Capítulo I. Crónica. Narración, historia y subjetividad

De 31 Enero, 2014 - 18:00 hasta 16 Marzo, 2014 - 15:00
Tres alertas en las que puede incurrir todo pensamiento alternativo más el peligro de ser manipulado, Antonio Ortega (2014)
La importancia del pepino, Ana García Pineda (2014)
Outside of all things, Richard T. Walker (2013)
Hal, Foc Negre (2014) Pere Noguera
The Second Gift, Aurélien Froment (2010
Folklore #4, Patricia Esquivias (2009)
Taller / workshop - Diana Artus

DIANA ARTUS / PATRICIA ESQUIVIAS / AURÉLIEN FROMENT / ANA GARCÍA-PINEDA/ TORIL JOHANNESSEN / PERE LLOBERA / ANTONIO ORTEGA / RICHARD T.WALKER

+ Raymond Pettibon / Josep Ponsatí / Àngels Ribé

Comisariada por David Armengol y Martí Manen

I. Crónica. Narración, historia y subjetividad supone el primer capítulo de El texto: principios y salidas, un programa de exposiciones centrado en el papel de la escritura en el arte. A modo de símil literario, el programa mantiene un esquema heredado de la estructura del libro: un prólogo, tres capítulos centrales y un epílogo. Cada uno de los capítulos se dedica a una manera específica de entender el relato desde la práctica artística, algo que, a través de un ejercicio de correspondencia conceptual entre quien escribe y quien lee, ofrece tres posibles relaciones emocionales entre el arte y su entorno inmediato. En un primer lugar, la crónica como transmisión subjetiva de un acontecimiento. A continuación, la flexibilidad del relato ficticio (II. Huidas. La ficción como rigor, marzo-mayo). Y, por último, el compromiso fuerte y directo que exhibe el manifiesto (III. Manifiesto. Arte hoy, ante las dudas, mayo-julio).
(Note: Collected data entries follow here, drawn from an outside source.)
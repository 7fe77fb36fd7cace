mod client;
pub mod command_system;
pub mod commands;
mod errors;
pub mod handler;
pub mod html;
pub mod models;

pub use client::TelegramClient;
pub use command_system::{ChannelDirectory, CommandContext, CommandError, CommandRegistry};
pub use errors::TelegramError;
pub use handler::{run_update_loop, CommandDispatcher};
use async_trait::async_trait;
use log::{info, warn};

use crate::telegram::command_system::{Command, CommandContext, CommandError};
use crate::telegram::html::escape_html;
use crate::twitch::utils::normalize_channel_name;

pub struct AddCommand;

#[async_trait]
impl Command for AddCommand {
    fn name(&self) -> &'static str {
        "add"
    }

    fn description(&self) -> &'static str {
        "Follow one or more Twitch channels"
    }

    fn usage(&self) -> &'static str {
        "<channel> [channel…]"
    }

    async fn execute(&self, ctx: &CommandContext, args: Vec<String>) -> Result<String, CommandError> {
        if args.is_empty() {
            return Ok("Usage: /add &lt;channel&gt; [channel…]\nExample: /add shroud".to_string());
        }

        let mut added = Vec::new();
        let mut already = Vec::new();
        let mut missing = Vec::new();
        let mut invalid = Vec::new();
        let mut unavailable = Vec::new();

        for arg in &args {
            let Some(login) = normalize_channel_name(arg) else {
                invalid.push(arg.clone());
                continue;
            };
            if added.contains(&login) || already.contains(&login) {
                continue;
            }

            match ctx.directory.find_channel(&login).await {
                Ok(Some(channel)) => {
                    if ctx.store.add_subscription(ctx.user_id, &channel.login)? {
                        info!("User {} subscribed to {}", ctx.user_id, channel.login);
                        added.push(channel.login);
                    } else {
                        already.push(channel.login);
                    }
                }
                Ok(None) => missing.push(login),
                Err(e) => {
                    warn!("Could not verify channel {}: {}", login, e);
                    unavailable.push(login);
                }
            }
        }

        let mut reply = String::new();
        push_section(&mut reply, "✅ Now following", &added);
        push_section(&mut reply, "ℹ️ Already following", &already);
        push_section(&mut reply, "❓ No such Twitch channel", &missing);
        push_section(&mut reply, "⚠️ Not a valid channel name", &invalid);
        push_section(&mut reply, "⏳ Couldn't reach Twitch, try again later for", &unavailable);
        Ok(reply.trim_end().to_string())
    }
}

fn push_section(reply: &mut String, title: &str, channels: &[String]) {
    if channels.is_empty() {
        return;
    }
    let names: Vec<String> = channels.iter().map(|channel| escape_html(channel)).collect();
    reply.push_str(&format!("{}: {}\n", title, names.join(", ")));
}

#[cfg(test)]
mod tests {
    use super::*;
    use crate::telegram::commands::test_support::{args, context};

    #[tokio::test]
    async fn adds_existing_channels() {
        let ctx = context(1001, &["shroud", "xqc"]);

        let reply = AddCommand
            .execute(&ctx, args(&["Shroud", "https://twitch.tv/xqc"]))
            .await
            .unwrap();

        assert!(reply.contains("Now following: shroud, xqc"));
        assert_eq!(ctx.store.list_subscriptions_for_user(1001).unwrap(), vec!["shroud", "xqc"]);
    }

    #[tokio::test]
    async fn repeated_add_is_reported_not_duplicated() {
        let ctx = context(1001, &["shroud"]);
        AddCommand.execute(&ctx, args(&["shroud"])).await.unwrap();

        let reply = AddCommand.execute(&ctx, args(&["shroud", "@shroud"])).await.unwrap();

        assert_eq!(reply, "ℹ️ Already following: shroud");
        assert_eq!(ctx.store.get_all_subscriptions().unwrap().len(), 1);
    }

    #[tokio::test]
    async fn reports_unknown_invalid_and_unreachable_channels() {
        let ctx = context(1001, &["shroud"]);

        let reply = AddCommand
            .execute(&ctx, args(&["nobody_here", "bad-name", "broken", "shroud"]))
            .await
            .unwrap();

        assert!(reply.contains("Now following: shroud"));
        assert!(reply.contains("No such Twitch channel: nobody_here"));
        assert!(reply.contains("Not a valid channel name: bad-name"));
        assert!(reply.contains("try again later for: broken"));
        assert_eq!(ctx.store.list_subscriptions_for_user(1001).unwrap(), vec!["shroud"]);
    }

    #[tokio::test]
    async fn shows_usage_without_arguments() {
        let ctx = context(1001, &[]);
        let reply = AddCommand.execute(&ctx, vec![]).await.unwrap();
        assert!(reply.starts_with("Usage: /add"));
    }
}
Como tipología de texto, la crónica implica la narración de una situación. Mediante un tiempo, mediante una posición específica, la crónica refleja una historia susceptible de veracidad, un relato surgido de la realidad y la experiencia que conlleva un grado de subjetividad en los modos de narrar y transmitir unos acontecimientos. Formas propias y singulares que asumen a su vez un reto más destacado, más solemne: la capacidad de exponer delante de los demás aquello que está frente a nosotros, aquello que nos rodea o aquello que, según creemos, merece ser contado.

De manera directa (la primera persona) o indirecta (la tercera), la experiencia vivida implica que la crónica tenga algo de paseo, algo de rastreo, algo de investigación y —también— algo de crítica. Un factor humano que invita a múltiples posibilidades de redefinición de lo acontecido. Una vivencia que genera diferentes miradas, actitudes y reacciones emocionales. Al fin y al cabo, un impulso que empieza en quien observa y narra, para luego dirigirse a aquellas personas que reciben e interpretan desde su propia individualidad o pertenencia colectiva. 

Ya sea a través del uso de registros tan dispares como la escritura, la oratoria, la imagen, el objeto, el sonido o la acción, el ejercicio narrativo en la crónica es habitual —e incluso inherente— en la condición de artista durante toda la historia del arte. Una labor de análisis y especulación sobre la realidad —más romántica y disfuncional en algunos casos, más activista y práctica en otros— que da lugar a aproximaciones al entorno inmediato capaces de liberarse de los parámetros estrictos que dominan nuestra vida cotidiana. Y ahí reside la potencia del papel de artista-cronista: en su capacidad de incidencia crítica a base de prescindir, en la medida que lo considere oportuno, de las normas establecidas manteniendo, al mismo tiempo, un contacto con lo real.

Crónica. Narración, historia y subjetividad cuenta con diferentes modos de abordar la condición de artistas como cronistas del presente. Narraciones flexibles y libres que, de un modo u otro, convierten la exposición en una colección de relatos fragmentados donde las palabras, las imágenes y los objetos funcionan como un texto expandido en el espacio y el tiempo. Un texto en el que el usuario lee a través de sus movimientos.